Many AFM-based experiments would also benefit from sub-picoNewton (pN) force precision, which has yet to be achieved over a broad bandwidth in liquid. Sub-pN force precision in a limited bandwidth has been demonstrated for protein folding using lock-in detection.¹² However, this approach limits the force detection to a narrow bandwidth around the drive frequency (20 Hz), and complicates interpretation due to a significant drive amplitude (5 nm). Thus, both force stability and force precision in liquid need improvement. For broad utility, such improvements should use commercially available cantilevers.

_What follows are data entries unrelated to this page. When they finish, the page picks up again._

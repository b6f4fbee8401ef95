use async_trait::async_trait;
use chrono::{DateTime, Utc};
use skyway_core::BoxError;
use skyway_passenger::models::{NewPassenger, Passenger};
use skyway_passenger::repository::PassengerRepository;
use skyway_shared::{PageQuery, PagedResult};
use sqlx::PgPool;

use crate::sql::{like_pattern, page_clause, unique_as_duplicate};

const COLUMNS: &str = "id, user_id, name, passport_number, age, passenger_type, created_at";

const SEARCH: &str = "($1::text IS NULL OR name ILIKE $1)";

pub struct PostgresPassengerRepository {
    pool: PgPool,
}

impl PostgresPassengerRepository {
    pub fn new(pool: PgPool) -> Self {
        Self { pool }
    }
}

#[derive(sqlx::FromRow)]
struct PassengerRow {
    id: i64,
    user_id: i64,
    name: String,
    passport_number: String,
    age: i32,
    passenger_type: String,
    created_at: DateTime<Utc>,
}

impl TryFrom<PassengerRow> for Passenger {
    type Error = BoxError;

    fn try_from(row: PassengerRow) -> Result<Self, Self::Error> {
        Ok(Passenger {
            id: row.id,
            user_id: row.user_id,
            name: row.name,
            passport_number: row.passport_number,
            age: row.age,
            passenger_type: row.passenger_type.parse()?,
            created_at: row.created_at,
        })
    }
}

fn sort_column(order_by: &str) -> &'static str {
    match order_by {
        "name" => "name",
        "passportNumber" => "passport_number",
        _ => "id",
    }
}

#[async_trait]
impl PassengerRepository for PostgresPassengerRepository {
    async fn create_passenger(&self, passenger: NewPassenger) -> Result<Passenger, BoxError> {
        let sql = format!(
            "INSERT INTO passengers (user_id, name, passport_number, age, passenger_type) \
             VALUES ($1, $2, $3, $4, $5) RETURNING {COLUMNS}"
        );
        let row = sqlx::query_as::<_, PassengerRow>(&sql)
            .bind(passenger.user_id)
            .bind(&passenger.name)
            .bind(&passenger.passport_number)
            .bind(passenger.age)
            .bind(passenger.passenger_type.as_str())
            .fetch_one(&self.pool)
            .await
            .map_err(unique_as_duplicate(format!("user_id={}", passenger.user_id)))?;

        row.try_into()
    }

    async fn find_passenger_by_id(&self, id: i64) -> Result<Option<Passenger>, BoxError> {
        let sql = format!("SELECT {COLUMNS} FROM passengers WHERE id = $1");
        let row = sqlx::query_as::<_, PassengerRow>(&sql)
            .bind(id)
            .fetch_optional(&self.pool)
            .await?;
        row.map(Passenger::try_from).transpose()
    }

    async fn find_passenger_by_user_id(&self, user_id: i64) -> Result<Option<Passenger>, BoxError> {
        let sql = format!("SELECT {COLUMNS} FROM passengers WHERE user_id = $1");
        let row = sqlx::query_as::<_, PassengerRow>(&sql)
            .bind(user_id)
            .fetch_optional(&self.pool)
            .await?;
        row.map(Passenger::try_from).transpose()
    }

    async fn find_passengers(&self, query: &PageQuery) -> Result<PagedResult<Passenger>, BoxError> {
        let pattern = like_pattern(query);

        let total: i64 = sqlx::query_scalar(&format!("SELECT COUNT(*) FROM passengers WHERE {SEARCH}"))
            .bind(&pattern)
            .fetch_one(&self.pool)
            .await?;

        let sql = format!(
            "SELECT {COLUMNS} FROM passengers WHERE {SEARCH} {}",
            page_clause(sort_column(&query.order_by), query)
        );
        let rows = sqlx::query_as::<_, PassengerRow>(&sql)
            .bind(&pattern)
            .fetch_all(&self.pool)
            .await?;

        Ok(PagedResult {
            items: rows.into_iter().map(Passenger::try_from).collect::<Result<_, _>>()?,
            total: total as u64,
        })
    }
}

Force measurements with AFM rely on an underlying assumption: changes in tip deflection (Δz) arise only from changes in the applied force (F). Or, in other words, the zero-force position of the cantilever (z₀) does not depend on time. Force is then determined using F= −kΔ z = −k(z_tip −z₀) where k is the cantilever stiffness and z_tip the instantaneous deflection of the cantilever (Figure 1a). In this letter, we show that, for an important class of silicon nitride cantilevers, z₀ is not constant, but drifts significantly. Further, we show that the short-term (0.1–10 s) and the long-term (minutes to hours) force noise of these soft (k = 5–60 pN/nm) cantilevers is dominated by the gold coating. By removing the gold and the underlying chromium, we achieved a force precision of ~0.5 pN over a broad bandwidth (0.01–10 Hz) in liquid with a minimal settling time.

The cantilever is the primary source of force drift. (a) Schematic of a force spectroscopy experiment. The AFM tip is attached to a molecule and retracted from the surface. The force that the molecule exerts on the cantilever is determined by the deflection (z_tip-z₀), as measured on a quadrant photodiode (QPD). (b) With no molecule attached, the zero force position z₀ (*gold*) of a cantilever (short Biolever) was measured as a function of time two hours after wetting. A similar record (*green*) was measured after repositioning the detection laser onto the chip holding the cantilever and scaled using the cantilever’s sensitivity (S = 0.043 V/nm) and stiffness (k = 37 pN/nm). This comparison demonstrates that the primary source of force drift is the cantilever.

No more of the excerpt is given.